[Stored items]
════════

//! DC offset removal

use core::f32::consts::TAU;

use crate::error::InputViolation;
use crate::node::{Algorithm, Inputs, Outputs, ProcessContext};

const DEFAULT_CUTOFF: f32 = 40.0;

/// First-order high-pass that strips DC offset from a sample stream.
///
/// `y[n] = x[n] - x[n-1] + r * y[n-1]` with `r = exp(-2π fc / sr)`.
/// Filter memory carries across blocks and ticks.
///
/// Ports: `signal` in, `signal` out.
pub struct DcRemoval {
    cutoff: f32,
    /// Pole radius, derived from the sample rate on first use
    r: Option<(u32, f32)>,
    x1: f32,
    y1: f32,
}

impl DcRemoval {
    /// Cutoff at 40 Hz.
    pub fn new() -> Self {
        Self::with_cutoff(DEFAULT_CUTOFF)
    }

    pub fn with_cutoff(cutoff: f32) -> Self {
        Self {
            cutoff: cutoff.max(0.0),
            r: None,
            x1: 0.0,
            y1: 0.0,
        }
    }

    #[inline]
    pub fn cutoff(&self) -> f32 {
        self.cutoff
    }

    fn pole(&mut self, sample_rate: u32) -> f32 {
        match self.r {
            Some((sr, r)) if sr == sample_rate => r,
            _ => {
                let r = (-TAU * self.cutoff / sample_rate.max(1) as f32).exp();
                self.r = Some((sample_rate, r));
                r
            }
        }
    }
}

impl Default for DcRemoval {
    fn default() -> Self {
        Self::new()
    }
}

impl Algorithm for DcRemoval {
    fn kind(&self) -> &'static str {
        "DcRemoval"
    }

    fn inputs(&self) -> &[&'static str] {
        &["signal"]
    }

    fn outputs(&self) -> &[&'static str] {
        &["signal"]
    }

    fn process(
        &mut self,
        ctx: &ProcessContext,
        inputs: &mut Inputs<'_>,
        outputs: &mut Outputs<'_>,
    ) -> Result<(), InputViolation> {
        let mut block = inputs.pop_vector(0)?;
        let r = self.pole(ctx.sample_rate);

        let (mut x1, mut y1) = (self.x1, self.y1);
        for s in block.iter_mut() {
            let x = *s;
            let y = x - x1 + r * y1;
            x1 = x;
            y1 = y;
            *s = y;
        }
        self.x1 = x1;
        self.y1 = y1;

        outputs.push(0, block);
        Ok(())
    }
}

#[cfg(test)]
mod tests {
    use super::*;
    use crate::value::Value;
    use std::collections::VecDeque;

    #[test]
    fn constant_offset_decays() {
        let ctx = ProcessContext {
            sample_rate: 8000,
            frame_size: 256,
            hop_size: 256,
        };
        let mut dc = DcRemoval::new();
        let mut last = Vec::new();

        // 20 blocks of pure DC; filter memory must carry between them.
        for _ in 0..20 {
            let mut queues = vec![VecDeque::from([Value::Vector(vec![1.0; 256])])];
            let mut pending = Vec::new();
            let mut inputs = Inputs::new(&mut queues);
            let mut outputs = Outputs::new(&mut pending, 1);
            dc.process(&ctx, &mut inputs, &mut outputs).unwrap();
            last = pending.pop().unwrap().1.as_slice().to_vec();
        }

        assert!(last.iter().all(|s| s.abs() < 1e-3), "{:?}", &last[..4]);
    }
}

════════

**Assignment**. Look back at the records above. Repeat all of them exactly.

**Task response**.
//! DC offset removal

use core::f32::consts::TAU;

use crate::error::InputViolation;
use crate::node::{Algorithm, Inputs, Outputs, ProcessContext};

const DEFAULT_CUTOFF: f32 = 40.0;

/// First-order high-pass that strips DC offset from a sample stream.
///
/// `y[n] = x[n] - x[n-1] + r * y[n-1]` with `r = exp(-2π fc / sr)`.
/// Filter memory carries across blocks and ticks.
///
/// Ports: `signal` in, `signal` out.
pub struct DcRemoval {
    cutoff: f32,
    /// Pole radius, derived from the sample rate on first use
    r: Option<(u32, f32)>,
    x1: f32,
    y1: f32,
}

impl DcRemoval {
    /// Cutoff at 40 Hz.
    pub fn new() -> Self {
        Self::with_cutoff(DEFAULT_CUTOFF)
    }

    pub fn with_cutoff(cutoff: f32) -> Self {
        Self {
            cutoff: cutoff.max(0.0),
            r: None,
            x1: 0.0,
            y1: 0.0,
        }
    }

    #[inline]
    pub fn cutoff(&self) -> f32 {
        self.cutoff
    }

    fn pole(&mut self, sample_rate: u32) -> f32 {
        match self.r {
            Some((sr, r)) if sr == sample_rate => r,
            _ => {
                let r = (-TAU * self.cutoff / sample_rate.max(1) as f32).exp();
                self.r = Some((sample_rate, r));
                r
            }
        }
    }
}

impl Default for DcRemoval {
    fn default() -> Self {
        Self::new()
    }
}

impl Algorithm for DcRemoval {
    fn kind(&self) -> &'static str {
        "DcRemoval"
    }

    fn inputs(&self) -> &[&'static str] {
        &["signal"]
    }

    fn outputs(&self) -> &[&'static str] {
        &["signal"]
    }

    fn process(
        &mut self,
        ctx: &ProcessContext,
        inputs: &mut Inputs<'_>,
        outputs: &mut Outputs<'_>,
    ) -> Result<(), InputViolation> {
        let mut block = inputs.pop_vector(0)?;
        let r = self.pole(ctx.sample_rate);

        let (mut x1, mut y1) = (self.x1, self.y1);
        for s in block.iter_mut() {
            let x = *s;
            let y = x - x1 + r * y1;
            x1 = x;
            y1 = y;
            *s = y;
        }
        self.x1 = x1;
        self.y1 = y1;

        outputs.push(0, block);
        Ok(())
    }
}

#[cfg(test)]
mod tests {
    use super::*;
    use crate::value::Value;
    use std::collections::VecDeque;

    #[test]
    fn constant_offset_decays() {
        let ctx = ProcessContext {
            sample_rate: 8000,
            frame_size: 256,
            hop_size: 256,
        };
        let mut dc = DcRemoval::new();
        let mut last = Vec::new();

        // 20 blocks of pure DC; filter memory must carry between them.
        for _ in 0..20 {
            let mut queues = vec![VecDeque::from([Value::Vector(vec![1.0; 256])])];
            let mut pending = Vec::new();
            let mut inputs = Inputs::new(&mut queues);
            let mut outputs = Outputs::new(&mut pending, 1);
            dc.process(&ctx, &mut inputs, &mut outputs).unwrap();
            last = pending.pop().unwrap().1.as_slice().to_vec();
        }

        assert!(last.iter().all(|s| s.abs() < 1e-3), "{:?}", &last[..4]);
    }
}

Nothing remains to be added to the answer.